Steve hesitated for a moment. The nuclear mob, more dangerous than the fabled water buffaloes of antiquity, glared at him, their nostrils flared, their heavy feet shuffling ominously.
Without allowing himself time to think, Baxter plunged into their midst. He felt blows on his back and shoulders and heard the terrifying urrr of a maddened endomob. Shapeless bodies jammed against him, suffocating him, relentlessly pressing closer and closer.
Then, providentially, the authorities turned on the Muzak. This ancient and mysterious music, which for over a century had pacified the most intractable berserkers, did not fail now. The endomob was decibeled into a temporary immobility, and Steve Baxter clawed his way through to the starting line.
The chief judge had already begun to read the Prospectus. Every contestant and most of the spectators knew this document by heart. Nevertheless, by law the terms had to be stated.
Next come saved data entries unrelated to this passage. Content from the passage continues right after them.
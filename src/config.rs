use anyhow::{Context, Result};
use serde::{Deserialize, Serialize};
use std::path::{Path, PathBuf};

const DEFAULT_CONFIG_YAML: &str = include_str!("../study.yaml");

#[derive(Debug, Clone, Deserialize, Serialize)]
pub struct StudyConfig {
    pub api: ApiConfig,
    #[serde(default)]
    pub remote: RemoteConfig,
    #[serde(default)]
    pub chat: ChatConfig,
    #[serde(default)]
    pub upload: UploadConfig,
}

/// Summarization/chat API endpoint settings.
#[derive(Debug, Clone, Deserialize, Serialize)]
pub struct ApiConfig {
    pub base_url: String,
    #[serde(default = "default_timeout_secs")]
    pub timeout_secs: u64,
}

fn default_timeout_secs() -> u64 {
    30
}

#[derive(Debug, Clone, Copy, Deserialize, Serialize, Default, PartialEq, Eq)]
#[serde(rename_all = "snake_case")]
pub enum RemoteKind {
    #[default]
    File,
    Memory,
}

#[derive(Debug, Clone, Deserialize, Serialize, Default)]
pub struct RemoteConfig {
    #[serde(default)]
    pub kind: RemoteKind,
    /// Root directory for the file store. Defaults to `~/.study-companion/remote`.
    #[serde(default)]
    pub root: Option<PathBuf>,
}

#[derive(Debug, Clone, Deserialize, Serialize)]
pub struct ChatConfig {
    /// How many previous messages are sent as conversation context.
    #[serde(default = "default_history_limit")]
    pub history_limit: usize,
}

impl Default for ChatConfig {
    fn default() -> Self {
        Self {
            history_limit: default_history_limit(),
        }
    }
}

fn default_history_limit() -> usize {
    10
}

#[derive(Debug, Clone, Deserialize, Serialize)]
pub struct UploadConfig {
    #[serde(default = "default_max_file_bytes")]
    pub max_file_bytes: u64,
    #[serde(default = "default_accepted_extensions")]
    pub accepted_extensions: Vec<String>,
}

impl Default for UploadConfig {
    fn default() -> Self {
        Self {
            max_file_bytes: default_max_file_bytes(),
            accepted_extensions: default_accepted_extensions(),
        }
    }
}

fn default_max_file_bytes() -> u64 {
    10 * 1024 * 1024
}

fn default_accepted_extensions() -> Vec<String> {
    vec![".txt".to_string(), ".pdf".to_string()]
}

impl StudyConfig {
    pub fn load(path: &Path) -> Result<Self> {
        let content = std::fs::read_to_string(path)
            .with_context(|| format!("Failed to read config file: {}", path.display()))?;
        let config: Self = serde_yaml::from_str(&content)
            .with_context(|| format!("Failed to parse config file as YAML: {}", path.display()))?;
        config.validate()?;
        Ok(config)
    }

    pub fn default_config() -> Result<Self> {
        serde_yaml::from_str(DEFAULT_CONFIG_YAML).context("Failed to parse embedded study.yaml")
    }

    /// Loads `explicit` if given, else the user config if it exists, else the defaults.
    pub fn resolve(explicit: Option<&Path>, user_config: &Path) -> Result<Self> {
        match explicit {
            Some(path) => Self::load(path),
            None if user_config.exists() => Self::load(user_config),
            None => Self::default_config(),
        }
    }

    fn validate(&self) -> Result<()> {
        if self.api.base_url.trim().is_empty() {
            anyhow::bail!("api.base_url must not be empty");
        }

        if self.api.timeout_secs == 0 {
            anyhow::bail!("api.timeout_secs must be greater than zero");
        }

        if self.chat.history_limit == 0 {
            anyhow::bail!("chat.history_limit must be greater than zero");
        }

        if self.upload.max_file_bytes == 0 {
            anyhow::bail!("upload.max_file_bytes must be greater than zero");
        }

        if self.upload.accepted_extensions.is_empty() {
            anyhow::bail!("At least one accepted upload extension must be configured");
        }

        for ext in &self.upload.accepted_extensions {
            if !ext.starts_with('.') {
                anyhow::bail!(
                    "Upload extension '{}' must start with a dot (e.g. \".txt\")",
                    ext
                );
            }
        }

        Ok(())
    }
}

#[cfg(test)]
#[path = "tests/config_tests.rs"]
mod tests;
//! Structured JSONL event log for stats reconciliation and debugging.
//!
//! This module provides machine-parseable logging with:
//! - Monotonic sequence numbers for ordering
//! - ISO 8601 timestamps with microsecond precision
//! - A run ID for correlation across one CLI invocation
//! - Structured event data in JSON format

use chrono::Utc;
use serde::Serialize;
use serde_json::Value;
use std::fs::{File, OpenOptions};
use std::io::Write;
use std::path::{Path, PathBuf};
use std::sync::atomic::{AtomicU64, Ordering};
use std::sync::Mutex;

use crate::stats::{LoadOutcome, StatKind};

/// Structured JSONL logger.
pub struct StructuredLogger {
    run_id: String,
    seq: AtomicU64,
    log_file: Mutex<File>,
    log_path: PathBuf,
}

/// A single log entry in JSONL format.
#[derive(Serialize, serde::Deserialize)]
pub struct LogEntry {
    /// Monotonic sequence number (unique within a run)
    pub seq: u64,
    /// ISO 8601 timestamp with microseconds
    pub ts: String,
    /// Run ID
    pub run_id: String,
    /// Component that emitted the log
    pub component: String,
    /// Structured event data
    pub event: Value,
}

impl StructuredLogger {
    /// Creates a logger appending to `<logs_dir>/events.jsonl`.
    ///
    /// # Errors
    ///
    /// Returns an error if:
    /// - The logs directory cannot be created
    /// - The log file cannot be opened
    pub fn new(run_id: &str, logs_dir: &Path) -> anyhow::Result<Self> {
        std::fs::create_dir_all(logs_dir)?;
        let log_path = logs_dir.join("events.jsonl");
        let file = OpenOptions::new()
            .create(true)
            .append(true)
            .open(&log_path)?;

        Ok(Self {
            run_id: run_id.to_string(),
            seq: AtomicU64::new(0),
            log_file: Mutex::new(file),
            log_path,
        })
    }

    fn next_seq(&self) -> u64 {
        self.seq.fetch_add(1, Ordering::SeqCst) + 1
    }

    /// Logs a structured event as a single line. Thread-safe.
    pub fn log(&self, component: &str, event: impl Serialize) {
        let entry = LogEntry {
            seq: self.next_seq(),
            ts: Utc::now().format("%Y-%m-%dT%H:%M:%S%.6fZ").to_string(),
            run_id: self.run_id.clone(),
            component: component.to_string(),
            event: serde_json::to_value(event).unwrap_or(Value::Null),
        };

        if let Ok(mut file) = self.log_file.lock() {
            if let Ok(line) = serde_json::to_string(&entry) {
                let _ = writeln!(file, "{}", line);
                let _ = file.flush();
            }
        }
    }

    /// Logs an optimistic counter update applied before persistence.
    pub fn log_optimistic_applied(&self, pending_id: u64, kind: StatKind, value: u64) {
        self.log(
            "Stats",
            serde_json::json!({
                "type": "OptimisticApplied",
                "pending_id": pending_id,
                "stat": kind,
                "value": value
            }),
        );
    }

    /// Logs a persisted increment.
    pub fn log_increment_confirmed(&self, pending_id: u64, kind: StatKind) {
        self.log(
            "Stats",
            serde_json::json!({
                "type": "IncrementConfirmed",
                "pending_id": pending_id,
                "stat": kind
            }),
        );
    }

    /// Logs a compensating rollback after a failed increment.
    pub fn log_rollback(&self, pending_id: u64, kind: StatKind, value: u64, error: &str) {
        self.log(
            "Stats",
            serde_json::json!({
                "type": "RolledBack",
                "pending_id": pending_id,
                "stat": kind,
                "value": value,
                "error": error
            }),
        );
    }

    /// Logs the outcome of a load or refresh.
    pub fn log_load_outcome(&self, principal: Option<&str>, outcome: &LoadOutcome) {
        self.log(
            "Stats",
            serde_json::json!({
                "type": "LoadOutcome",
                "principal": principal,
                "outcome": outcome
            }),
        );
    }

    /// Logs a reachability change.
    pub fn log_network_status(&self, online: bool) {
        self.log(
            "Remote",
            serde_json::json!({
                "type": "NetworkStatus",
                "online": online
            }),
        );
    }

    /// Logs a call to the summarization/chat API.
    pub fn log_api_call(&self, endpoint: &str, success: bool) {
        self.log(
            "Assistant",
            serde_json::json!({
                "type": "ApiCall",
                "endpoint": endpoint,
                "success": success
            }),
        );
    }

    /// Returns the path to the log file.
    pub fn path(&self) -> &PathBuf {
        &self.log_path
    }
}

#[cfg(test)]
#[path = "tests/structured_logger_tests.rs"]
mod tests;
“Gentlemen,” the judge read, “you are here assembled to take part in a race for the acquisition of public-domain lands. You fifty fortunate men have been chosen by public lottery from fifty million registrants in the South Westchester region. The race will proceed from this point to the registration line at the Land Office in Times Square, New York—an adjusted approximate mean distance of 5.7 statute miles. You contestants are permitted to take any route; to travel on the surface, above, or below ground. The only requirement is that you finish in person, substitutes not being permitted. The first ten finalists—”
The crowd became deathly still.
“—will receive one acre of unencumbered land complete with house and farming implements. And each finalist will also be granted free Government transportation to his freehold, for himself and for his immediate family. And this aforesaid acre shall be his to have and to hold, free and clear, perpetually unalienable, as long as the sun shines and water flows, for him and his heirs, even unto the third generation!”
The crowd sighed when they heard this. Not a man among them had ever seen an unencumbered acre, much less dreamed of possessing one. An acre of land entirely for yourself and your family, an acre which you didn’t have to share with anyone—well, it was simply beyond the wildest fantasy.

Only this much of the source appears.